• **Instructions to follow**
State how many lines in the listing contain the string "returned", and add nothing to that number.

• **The data**
// SPDX-FileCopyrightText: 2020 Sean Cross <sean@xobs.io>
// SPDX-License-Identifier: Apache-2.0

pub use crate::arch::process::Thread;
use core::mem;
use xous_kernel::{MemoryAddress, MemoryRange, MemorySize, Message, MessageSender, PID, SID, TID};

/// A pointer to resolve a server ID to a particular process
#[derive(PartialEq, Debug)]
pub struct Server {
    /// A randomly-generated ID
    pub sid: SID,

    /// The process that owns this server
    pub pid: PID,

    /// Messages we have yet to process get stored here
    incoming_queue: IncomingQueue,

    /// Messages to be returned get stored here
    outgoing_queue: OutgoingQueue,

    /// The `context mask` is a bitfield of contexts that are able to handle
    /// this message. If there are no available contexts, then messages will
    /// need to be queued.
    ready_threads: usize,
}

pub struct IncomingQueue {
    /// Messages coming from clients get stored in this array
    #[cfg(baremetal)]
    queue: &'static mut [IncomingQueuedMessage],
    #[cfg(not(baremetal))]
    queue: Vec<IncomingQueuedMessage>,

    /// Where clients can write into the incoming queue
    head: usize,

    /// Where the server is currently reading in the incoming queue
    tail: usize,
}

pub struct OutgoingQueue {
    #[cfg(baremetal)]
    queue: &'static mut [OutgoingQueuedMessage],
    #[cfg(not(baremetal))]
    queue: Vec<OutgoingQueuedMessage>,

    /// Where the server is currently writing in the outgoing queue
    tail: usize,
}

pub struct SenderID {
    /// The index of the server within the SystemServices table
    pub sidx: usize,
    /// The index into the queue array
    pub idx: usize,
    /// The process ID that sent this message
    pid: Option<PID>,
}

impl SenderID {
    pub fn new(sidx: usize, idx: usize, pid: Option<PID>) -> Self {
        SenderID { sidx, idx, pid }
    }
}

impl From<usize> for SenderID {
    fn from(item: usize) -> SenderID {
        SenderID {
            sidx: (item >> 16) & 0xff,
            idx: item & 0xffff,
            pid: PID::new((item >> 24) as u8),
        }
    }
}

impl Into<usize> for SenderID {
    fn into(self) -> usize {
        (self.pid.map(|x| x.get() as usize).unwrap_or(0) << 24)
            | ((self.sidx << 16) & 0x00ff0000)
            | (self.idx & 0xffff)
    }
}

impl From<MessageSender> for SenderID {
    fn from(item: MessageSender) -> SenderID {
        SenderID::from(item.to_usize())
    }
}

impl Into<MessageSender> for SenderID {
    fn into(self) -> MessageSender {
        MessageSender::from_usize(self.into())
    }
}

#[derive(Debug)]
pub enum WaitingMessage {
    /// There is no waiting message.
    None,

    /// The memory was borrowed and should be returned to the given process.
    BorrowedMemory(PID, TID, MemoryAddress, MemoryAddress, MemorySize),

    /// The memory was moved, and so shouldn't be returned.
    MovedMemory,

    /// The message was a scalar message, so you should return the result to the process
    ScalarMessage(PID, TID),

    /// This memory should be returned to the system.
    ForgetMemory(MemoryRange),
}

/// Internal representation of a queued message for a server. This should be
/// exactly 8 words / 32 bytes, yielding 128 queued messages per server
#[repr(usize)]
#[derive(PartialEq, Debug)]
enum IncomingQueuedMessage {
    Empty,
    BlockingScalarMessage(
        u16,   /* client PID */
        u16,   /* client TID */
        usize, /* server return address */
        usize, /* id */
        usize, /* arg1 */
        usize, /* arg2 */
        usize, /* arg3 */
        usize, /* arg4 */
    ),
    ScalarMessage(
        u16,   /* client PID */
        u16,   /* client TID */
        usize, /* server return address */
        usize, /* id */
        usize, /* arg1 */
        usize, /* arg2 */
        usize, /* arg3 */
        usize, /* arg4 */
    ),
    MemoryMessageSend(
        u16,   /* client PID */
        u16,   /* client TID */
        usize, /* reserved */
        usize, /* id */
        usize, /* buf */
        usize, /* buf_size */
        usize, /* offset */
        usize, /* valid */
    ),
    MemoryMessageROLend(
        u16,   /* client PID */
        u16,   /* client TID */
        usize, /* address of memory base in server */
        usize, /* id */
        usize, /* buf */
        usize, /* buf_size */
        usize, /* offset */
        usize, /* valid */
    ),
    MemoryMessageRWLend(
        u16,   /* client PID */
        u16,   /* client TID */
        usize, /* address of memory base in server */
        usize, /* id */
        usize, /* buf */
        usize, /* buf_size */
        usize, /* offset */
        usize, /* valid */
    ),
}

enum OutgoingQueuedMessage {
    /// This slot is available for use
    Empty,

    /// The process lending this memory terminated before
    /// we could receive the message.
    MemoryMessageROLendTerminated(
        u16,   /* client PID */
        u16,   /* client TID */
        usize, /* address of memory base in server */
        usize, /* id */
        usize, /* buf */
        usize, /* buf_size */
        usize, /* offset */
        usize, /* valid */
    ),

    /// The process lending this memory terminated before
    /// we could receive the message.
    MemoryMessageRWLendTerminated(
        u16,   /* client PID */
        u16,   /* client TID */
        usize, /* address of memory base in server */
        usize, /* id */
        usize, /* buf */
        usize, /* buf_size */
        usize, /* offset */
        usize, /* valid */
    ),

    /// The process waiting for the response terminated before
    /// we could receive the message.
    BlockingScalarTerminated(
        u16,   /* client PID */
        u16,   /* client TID */
        usize, /* server return address */
        usize, /* id */
        usize, /* arg1 */
        usize, /* arg2 */
        usize, /* arg3 */
        usize, /* arg4 */
    ),

    /// When a message is taken that needs to be returned -- such as an ROLend
    /// or RWLend -- the slot is replaced with a WaitingReturnMemory token and its
    /// index is returned as the message sender.  This is used to unblock the
    /// sending process.
    WaitingReturnMemory(
        u16,   /* client PID */
        u16,   /* client TID */
        usize, /* address of memory base in server */
        usize, /* client base address */
        usize, /* Range size */
    ),

    /// When a server goes away, its memory must be forgotten instead of being returned
    /// to the previous process.
    WaitingForget(
        u16,   /* client PID */
        u16,   /* client TID */
        usize, /* address of memory base in server */
        usize, /* client base address */
        usize, /* Range size */
    ),

    /// This is the state when a message is blocking, but has no associated memory
    /// page.
    WaitingReturnScalar(
        u16,   /* client PID */
        u16,   /* client TID */
        usize, /* server return address */
    ),
}

impl IncomingQueuedMessage {
    fn is_free(&self) -> bool {
        if *self == IncomingQueuedMessage::Empty {
            true
        } else {
            false
        }
    }
}

impl IncomingQueue {
    pub fn new(backing: MemoryRange) -> Self {
        #[cfg(baremetal)]
        let queue = unsafe {
            core::slice::from_raw_parts_mut(
                backing.as_mut_ptr() as *mut IncomingQueuedMessage,
                backing.len() / mem::size_of::<IncomingQueuedMessage>() / 2,
            )
        };
        #[cfg(not(baremetal))]
        let queue = {
            let mut queue = vec![];
            // TODO: Replace this with a direct operation on a passed-in page
            queue.resize_with(
                backing.size.get() / mem::size_of::<IncomingQueuedMessage>(),
                || IncomingQueuedMessage::Empty,
            );
            queue
        };

        IncomingQueue {
            queue,
            head: 0,
            tail: 0,
        }
    }
    pub fn reset(&mut self) {
        self.head = 0;
        self.tail = 0;
    }
}

impl OutgoingQueue {
    pub fn new(backing: MemoryRange) -> Self {
        #[cfg(baremetal)]
        let queue = unsafe {
            core::slice::from_raw_parts_mut(
                backing.as_mut_ptr() as *mut OutgoingQueuedMessage,
                backing.len() / mem::size_of::<OutgoingQueuedMessage>() / 2,
            )
        };
        #[cfg(not(baremetal))]
        let queue = {
            let mut queue = vec![];
            // TODO: Replace this with a direct operation on a passed-in page
            queue.resize_with(
                backing.size.get() / mem::size_of::<OutgoingQueuedMessage>(),
                || OutgoingQueuedMessage::Empty,
            );
            queue
        };

        IncomingQueue {
            queue,
            head: 0,
            tail: 0,
        }
    }

    pub fn reset(&mut self) {
        self.tail = 0;
    }
}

• **Output of the task**
7